Donald Justice, the Pulitzer Prize-winning Midwestern poet whose works were renowned for their precision of style, has died following a stroke. “Mr. Justice was acclaimed as both a poet and a teacher. His poetry followed an unusual trajectory over the decades, starting out in a traditional way, diverting into the experimental and surreal, and returning to meter and rhyme in the end.”

Improving A City’s Look (Primarily With Big Nudes)

Photographer Helmut Newton was already in the late stages of setting up a foundation in his name in Berlin when he was killed in an auto accident earlier this year. He did not live to see the opening of the foundation. “But now more than ever it has become his memorial, and an eye-catching one at that. Where stern portraits of bewhiskered generals once presided over the foyer of the officers’ club at Jebensstrasse 2, near the Berlin Zoo station, five of Newton’s trademark ‘Big Nudes’ now proclaim his place as a pioneer of erotic fashion photography.”

Fay Wray, 96

“Fay Wray, an actress who appeared in about 100 movies but whose fame is inextricably linked with the hours she spent struggling, helplessly screaming, in the eight-foot hand of King Kong, died on Sunday at her apartment in Manhattan. She was 96.”

The Biggest Donor

W. Jerome Frautschi is a man of his word, and it’s a good thing for the city of Madison that he is.
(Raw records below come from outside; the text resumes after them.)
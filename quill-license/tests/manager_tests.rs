mod common;

use std::fs;

use common::{signing_manager, test_keys};
use pretty_assertions::assert_eq;
use quill_license::{License, LicenseError, LicenseManager};
use tempfile::tempdir;

fn sample_license() -> License {
    let mut license = License::new();
    license.set_property(License::ID, Some("42"));
    license.set_property(License::NAME, Some("A test name"));
    license.set_property(License::EMAIL, Some("test@example.com"));
    license.set_property(License::LICENSE_TYPE, Some(License::TYPE_LIFETIME));
    license
}

#[test]
fn write_read_roundtrip_preserves_properties() {
    let dir = tempdir().unwrap();
    let path = dir.path().join("roundtrip.lic");
    let manager = signing_manager();

    let license = sample_license();
    manager.write_license(&license, &path).expect("write");
    let reread = manager.read_license(&path).expect("read");

    assert_eq!(reread.properties(), license.properties());
}

#[test]
fn empty_license_roundtrips() {
    let dir = tempdir().unwrap();
    let path = dir.path().join("empty.lic");
    let manager = signing_manager();

    manager.write_license(&License::new(), &path).expect("write");
    let reread = manager.read_license(&path).expect("read");
    assert!(reread.properties().is_empty());
}

#[test]
fn unknown_properties_roundtrip() {
    let dir = tempdir().unwrap();
    let path = dir.path().join("extra.lic");
    let manager = signing_manager();

    let mut license = sample_license();
    license.set_property("customerRef", Some("ACME-0042"));
    manager.write_license(&license, &path).expect("write");

    let reread = manager.read_license(&path).expect("read");
    assert_eq!(reread.property("customerRef"), Some("ACME-0042"));
}

#[test]
fn unicode_properties_roundtrip() {
    let dir = tempdir().unwrap();
    let path = dir.path().join("unicode.lic");
    let manager = signing_manager();

    let mut license = sample_license();
    license.set_property(License::NAME, Some("Jørgen Évariste 😀"));
    manager.write_license(&license, &path).expect("write");

    let reread = manager.read_license(&path).expect("read");
    assert_eq!(reread.property(License::NAME), Some("Jørgen Évariste 😀"));
}

#[test]
fn signature_is_not_exposed_as_a_property() {
    let dir = tempdir().unwrap();
    let path = dir.path().join("hidden.lic");
    let manager = signing_manager();

    manager.write_license(&sample_license(), &path).expect("write");
    let reread = manager.read_license(&path).expect("read");
    assert_eq!(reread.property("signature"), None);
}

#[test]
fn write_overwrites_an_existing_file() {
    let dir = tempdir().unwrap();
    let path = dir.path().join("overwrite.lic");
    let manager = signing_manager();

    manager.write_license(&sample_license(), &path).expect("first write");

    let mut updated = sample_license();
    updated.set_property(License::NAME, Some("Another name"));
    manager.write_license(&updated, &path).expect("second write");

    let reread = manager.read_license(&path).expect("read");
    assert_eq!(reread.property(License::NAME), Some("Another name"));
}

#[test]
fn tampered_property_value_is_rejected() {
    let dir = tempdir().unwrap();
    let path = dir.path().join("tampered.lic");
    let manager = signing_manager();

    manager.write_license(&sample_license(), &path).expect("write");

    let text = fs::read_to_string(&path).unwrap();
    fs::write(&path, text.replace("A test name", "B test name")).unwrap();

    let err = manager.read_license(&path).unwrap_err();
    assert!(matches!(err, LicenseError::SignatureInvalid));
}

#[test]
fn tampered_signature_is_rejected() {
    let dir = tempdir().unwrap();
    let path = dir.path().join("badsig.lic");
    let manager = signing_manager();

    manager.write_license(&sample_license(), &path).expect("write");

    let text = fs::read_to_string(&path).unwrap();
    let flipped: String = text
        .lines()
        .map(|line| {
            if let Some(encoded) = line.strip_prefix("signature=") {
                let replacement = if encoded.starts_with('B') { 'C' } else { 'B' };
                format!("signature={replacement}{}\n", &encoded[1..])
            } else {
                format!("{line}\n")
            }
        })
        .collect();
    fs::write(&path, flipped).unwrap();

    let err = manager.read_license(&path).unwrap_err();
    assert!(matches!(err, LicenseError::SignatureInvalid));
}

#[test]
fn undecodable_signature_is_rejected() {
    let dir = tempdir().unwrap();
    let path = dir.path().join("notb64.lic");
    fs::write(&path, "name=test\nsignature=@@not base64@@\n").unwrap();

    let err = signing_manager().read_license(&path).unwrap_err();
    assert!(matches!(err, LicenseError::SignatureInvalid));
}

#[test]
fn missing_signature_is_a_distinct_error() {
    let dir = tempdir().unwrap();
    let path = dir.path().join("unsigned.lic");
    fs::write(&path, "# License file\nname=A test name\n").unwrap();

    let err = signing_manager().read_license(&path).unwrap_err();
    assert!(matches!(err, LicenseError::SignatureMissing));
}

#[test]
fn missing_file_is_an_io_error() {
    let dir = tempdir().unwrap();
    let err = signing_manager()
        .read_license(&dir.path().join("nowhere.lic"))
        .unwrap_err();
    assert!(matches!(err, LicenseError::Io(_)));
}

#[test]
fn wrong_public_key_rejects_the_file() {
    let dir = tempdir().unwrap();
    let path = dir.path().join("wrongkey.lic");
    signing_manager()
        .write_license(&sample_license(), &path)
        .expect("write");

    // A key pair derived from a different seed.
    use rand::rngs::StdRng;
    use rand::SeedableRng;
    use rsa::pkcs8::EncodePublicKey;
    let mut rng = StdRng::seed_from_u64(0x0bad_c0de);
    let other = rsa::RsaPrivateKey::new(&mut rng, 2048).unwrap();
    let other_public = other.to_public_key().to_public_key_der().unwrap().into_vec();

    let err = LicenseManager::new(&other_public, None)
        .unwrap()
        .read_license(&path)
        .unwrap_err();
    assert!(matches!(err, LicenseError::SignatureInvalid));
}

#[test]
fn first_match_skips_missing_candidates() {
    let dir = tempdir().unwrap();
    let good = dir.path().join("good.lic");
    signing_manager()
        .write_license(&sample_license(), &good)
        .expect("write");

    let (public, _) = test_keys();
    let missing = dir.path().join("missing.lic");
    let license =
        LicenseManager::validate_first_match(public, &[missing, good]).expect("first match");
    assert_eq!(license.property(License::NAME), Some("A test name"));
}

#[test]
fn first_match_returns_the_first_valid_candidate() {
    let dir = tempdir().unwrap();
    let manager = signing_manager();

    let expired = dir.path().join("expired.lic");
    let mut trial = License::new();
    trial.set_property(License::LICENSE_TYPE, Some(License::TYPE_TRIAL));
    trial.set_property(License::EXPIRATION, Some("2000-01-01"));
    manager.write_license(&trial, &expired).expect("write expired");

    let good = dir.path().join("good.lic");
    manager.write_license(&sample_license(), &good).expect("write good");

    let (public, _) = test_keys();
    let license =
        LicenseManager::validate_first_match(public, &[expired, good]).expect("first match");
    assert_eq!(license.property(License::LICENSE_TYPE), Some("lifetime"));
}

#[test]
fn first_match_surfaces_the_last_error() {
    let dir = tempdir().unwrap();
    let manager = signing_manager();

    let expired = dir.path().join("expired.lic");
    let mut trial = License::new();
    trial.set_property(License::LICENSE_TYPE, Some(License::TYPE_TRIAL));
    trial.set_property(License::EXPIRATION, Some("2000-01-01"));
    manager.write_license(&trial, &expired).expect("write expired");

    let (public, _) = test_keys();
    let err = LicenseManager::validate_first_match(public, &[expired]).unwrap_err();
    assert!(matches!(err, LicenseError::Expired));
}

#[test]
fn first_match_with_all_candidates_missing_is_an_io_error() {
    let dir = tempdir().unwrap();
    let (public, _) = test_keys();
    let err = LicenseManager::validate_first_match(
        public,
        &[dir.path().join("a.lic"), dir.path().join("b.lic")],
    )
    .unwrap_err();
    assert!(matches!(err, LicenseError::Io(_)));
}

#[test]
fn manager_from_key_files() {
    let dir = tempdir().unwrap();
    let (public, private) = test_keys();
    let public_path = dir.path().join("pubkey.der");
    let private_path = dir.path().join("privkey.der");
    fs::write(&public_path, public).unwrap();
    fs::write(&private_path, private).unwrap();

    let manager =
        LicenseManager::from_files(&public_path, Some(&private_path)).expect("load keys");
    let path = dir.path().join("fromfiles.lic");
    manager.write_license(&sample_license(), &path).expect("write");
    assert!(manager.read_license(&path).is_ok());
}

#[test]
fn trial_license_validates_through_first_match() {
    let dir = tempdir().unwrap();
    let path = dir.path().join("trial.lic");
    let manager = signing_manager();

    let mut trial = License::new();
    trial.set_property(License::NAME, Some("A test name"));
    trial.set_property(License::LICENSE_TYPE, Some(License::TYPE_TRIAL));
    trial.set_property(License::EXPIRATION, Some("2999-12-31"));
    manager.write_license(&trial, &path).expect("write");

    let (public, _) = test_keys();
    let license = LicenseManager::validate_first_match(public, &[path]).expect("validate");
    assert_eq!(license.property(License::NAME), Some("A test name"));
}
When Frautschi offered to pay the full cost of constructing Madison’s Overture Center for the Arts, that cost was projected to be $50 million. Instead, the final price tag was $205 million, and Frautschi’s gift is now believed to be the largest amount ever given to a single arts organization by a single donor.

Carnegie Hall’s New Boss

Clive Gillinson is a “singular” arts administrator who turned around the fortunes of the London Symphony Orchestra. “He persuaded a bunch of perfectly understandably cynical musicians that what they went to musical college to study, and the art form that they pursue, is central and worthy and necessary and should be performed at the highest level for the sake of itself.”